Start of RECORDED INFORMATION
//! Tokens and a tokenizer for source lines.
//!
//! The lexer operates on a single line at a time; the line splitting
//! and the comment and label preprocessing happen before tokenization
//! in [parser](crate::parser).

use logos::{Lexer, Logos};

use std::fmt;

use crate::instruction::{Condition, OpCode};

pub use crate::error::Span;

/// Enumeration of all tokens of the assembly syntax.
#[derive(Logos, Debug, PartialEq, Clone)]
pub enum Token<'a> {
    /// Erroneous token that could not be interpreted as any of the
    /// other variants.
    #[error]
    #[regex(r"[ \t\r\f]+", logos::skip)]
    Error,

    /// A string literal in single or double quotes. The value excludes
    /// the quotes.
    #[regex(r#"'[^']*'|"[^"]*""#, string_callback)]
    Str(&'a str),

    /// An opcode mnemonic with an optional two-letter condition code
    /// suffix. Lexed case-insensitively as a single token, so `addeq`
    /// is a keyword while `addx` falls through to [Identifier].
    #[regex(
        "(?i)(return|rights|casts|compn|equiv|lefts|moves|right|adds|ands|call|cast|cats|comp|divs|drop|invs|jump|left|mods|move|muls|negs|nots|over|push|subs|swap|test|xors|add|and|cat|div|dup|inc|inv|mod|mul|neg|not|ors|pop|sub|xor|or)(al|nv|eq|ne|gt|lt|ge|le)?",
        keyword_callback
    )]
    Keyword((OpCode, Condition)),

    /// A name which begins with a letter and can contain the characters
    /// `A-Za-z0-9_`.
    #[regex("[A-Za-z][A-Za-z0-9_]*", Lexer::slice)]
    Identifier(&'a str),

    /// A signed decimal number literal.
    #[regex(r"-?[0-9]+(\.[0-9]+)?|-?\.[0-9]+", number_callback)]
    Number(f64),

    /// Token (`,`) separating arguments.
    #[token(",")]
    Comma,

    /// Token (`+`) between the addends of an address sum.
    #[token("+")]
    Plus,

    /// Token (`[`) opening a dereference.
    #[token("[")]
    LBracket,

    /// Token (`]`) closing a dereference.
    #[token("]")]
    RBracket,
}

fn string_callback<'a>(lex: &mut Lexer<'a, Token<'a>>) -> &'a str {
    let slice = lex.slice();
    &slice[1..slice.len() - 1]
}

fn keyword_callback<'a>(
    lex: &mut Lexer<'a, Token<'a>>,
) -> std::result::Result<(OpCode, Condition), ()> {
    let word = lex.slice().to_uppercase();

    // A mnemonic that happens to end in two suffix letters, like COMPN
    // or CATS, is preferred over a shorter mnemonic plus a suffix.
    if let Ok(opcode) = word.parse::<OpCode>() {
        return Ok((opcode, Condition::Al));
    }

    if word.len() > 2 {
        let (head, tail) = word.split_at(word.len() - 2);

        if let (Ok(opcode), Ok(condition)) =
            (head.parse::<OpCode>(), tail.parse::<Condition>())
        {
            return Ok((opcode, condition));
        }
    }

    Err(())
}

fn number_callback<'a>(
    lex: &mut Lexer<'a, Token<'a>>,
) -> std::result::Result<f64, std::num::ParseFloatError> {
    lex.slice().parse()
}

impl<'t> Token<'t> {
    /// The token category named in syntax error messages.
    pub fn category(&self) -> &'static str {
        match self {
            Token::Error => "unrecognized",
            Token::Str(_) => "string",
            Token::Keyword(_) => "keyword",
            Token::Identifier(_) => "identifier",
            Token::Number(_) => "number",
            Token::Comma => "comma",
            Token::Plus => "plus",
            Token::LBracket => "bracket",
            Token::RBracket => "bracket",
        }
    }
}

impl<'t> fmt::Display for Token<'t> {
    fn fmt(&self, f: &mut fmt::Formatter) -> fmt::Result {
        match self {
            Token::Error => write!(f, "<error>"),
            Token::Str(text) => write!(f, "\"{}\"", text),
            Token::Keyword((opcode, Condition::Al)) => write!(f, "{}", opcode),
            Token::Keyword((opcode, condition)) => {
                write!(f, "{}{}", opcode, condition)
            }
            Token::Identifier(name) => write!(f, "{}", name),
            Token::Number(num) => write!(f, "{}", num),
            Token::Comma => write!(f, ","),
            Token::Plus => write!(f, "+"),
            Token::LBracket => write!(f, "["),
            Token::RBracket => write!(f, "]"),
        }
    }
}

/// Tokenizes a single preprocessed line.
///
/// Unlexable input is not an error at this stage: it surfaces as an
/// [Error](Token::Error) token which the parser then rejects with the
/// span intact.
pub fn tokenize(line: &str) -> Vec<(Token, Span)> {
    let mut lexer = Token::lexer(line);
    let mut tokens = Vec::new();

    while let Some(token) = lexer.next() {
        tokens.push((token, lexer.span()));
    }

    tokens
}

#[cfg(test)]
mod tests {
    use super::*;

    fn kinds(line: &str) -> Vec<Token> {
        tokenize(line).into_iter().map(|(token, _)| token).collect()
    }

    #[test]
    fn keywords_and_suffixes() {
        assert_eq!(
            kinds("add"),
            vec![Token::Keyword((OpCode::Add, Condition::Al))],
        );
        assert_eq!(
            kinds("ADDEQ"),
            vec![Token::Keyword((OpCode::Add, Condition::Eq))],
        );
        assert_eq!(
            kinds("returnne"),
            vec![Token::Keyword((OpCode::Return, Condition::Ne))],
        );
    }

    #[test]
    fn suffix_lookalike_mnemonics() {
        assert_eq!(
            kinds("compn"),
            vec![Token::Keyword((OpCode::Compn, Condition::Al))],
        );
        assert_eq!(
            kinds("compne"),
            vec![Token::Keyword((OpCode::Comp, Condition::Ne))],
        );
        assert_eq!(
            kinds("cats"),
            vec![Token::Keyword((OpCode::Cats, Condition::Al))],
        );
        assert_eq!(
            kinds("orne"),
            vec![Token::Keyword((OpCode::Or, Condition::Ne))],
        );
    }

    #[test]
    fn keyword_prefix_of_identifier() {
        assert_eq!(kinds("addx"), vec![Token::Identifier("addx")]);
        assert_eq!(kinds("popcorn"), vec![Token::Identifier("popcorn")]);
    }

    #[test]
    fn numbers() {
        assert_eq!(kinds("42"), vec![Token::Number(42.0)]);
        assert_eq!(kinds("-3.5"), vec![Token::Number(-3.5)]);
        assert_eq!(kinds(".25"), vec![Token::Number(0.25)]);
    }

    #[test]
    fn strings_exclude_quotes() {
        assert_eq!(kinds("'a'"), vec![Token::Str("a")]);
        assert_eq!(kinds("\"hello world\""), vec![Token::Str("hello world")]);
        assert_eq!(kinds("\"don't\""), vec![Token::Str("don't")]);
    }

    #[test]
    fn full_line() {
        assert_eq!(
            kinds("moveseq total + 1, [base]"),
            vec![
                Token::Keyword((OpCode::Moves, Condition::Eq)),
                Token::Identifier("total"),
                Token::Plus,
                Token::Number(1.0),
                Token::Comma,
                Token::LBracket,
                Token::Identifier("base"),
                Token::RBracket,
            ],
        );
    }

    #[test]
    fn spans_cover_the_tokens() {
        let tokens = tokenize("push 10");

        assert_eq!(tokens[0].1, 0..4);
        assert_eq!(tokens[1].1, 5..7);
    }

    #[test]
    fn unlexable_input() {
        assert_eq!(kinds("push #"), vec![
            Token::Keyword((OpCode::Push, Condition::Al)),
            Token::Error,
        ]);
    }
}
End of RECORDED INFORMATION
WORK TASK - Check each line of the entries above for the string "crate", and return those that contain it.

RESULT OF THIS TASK -
//! in [parser](crate::parser).
use crate::instruction::{Condition, OpCode};
pub use crate::error::Span;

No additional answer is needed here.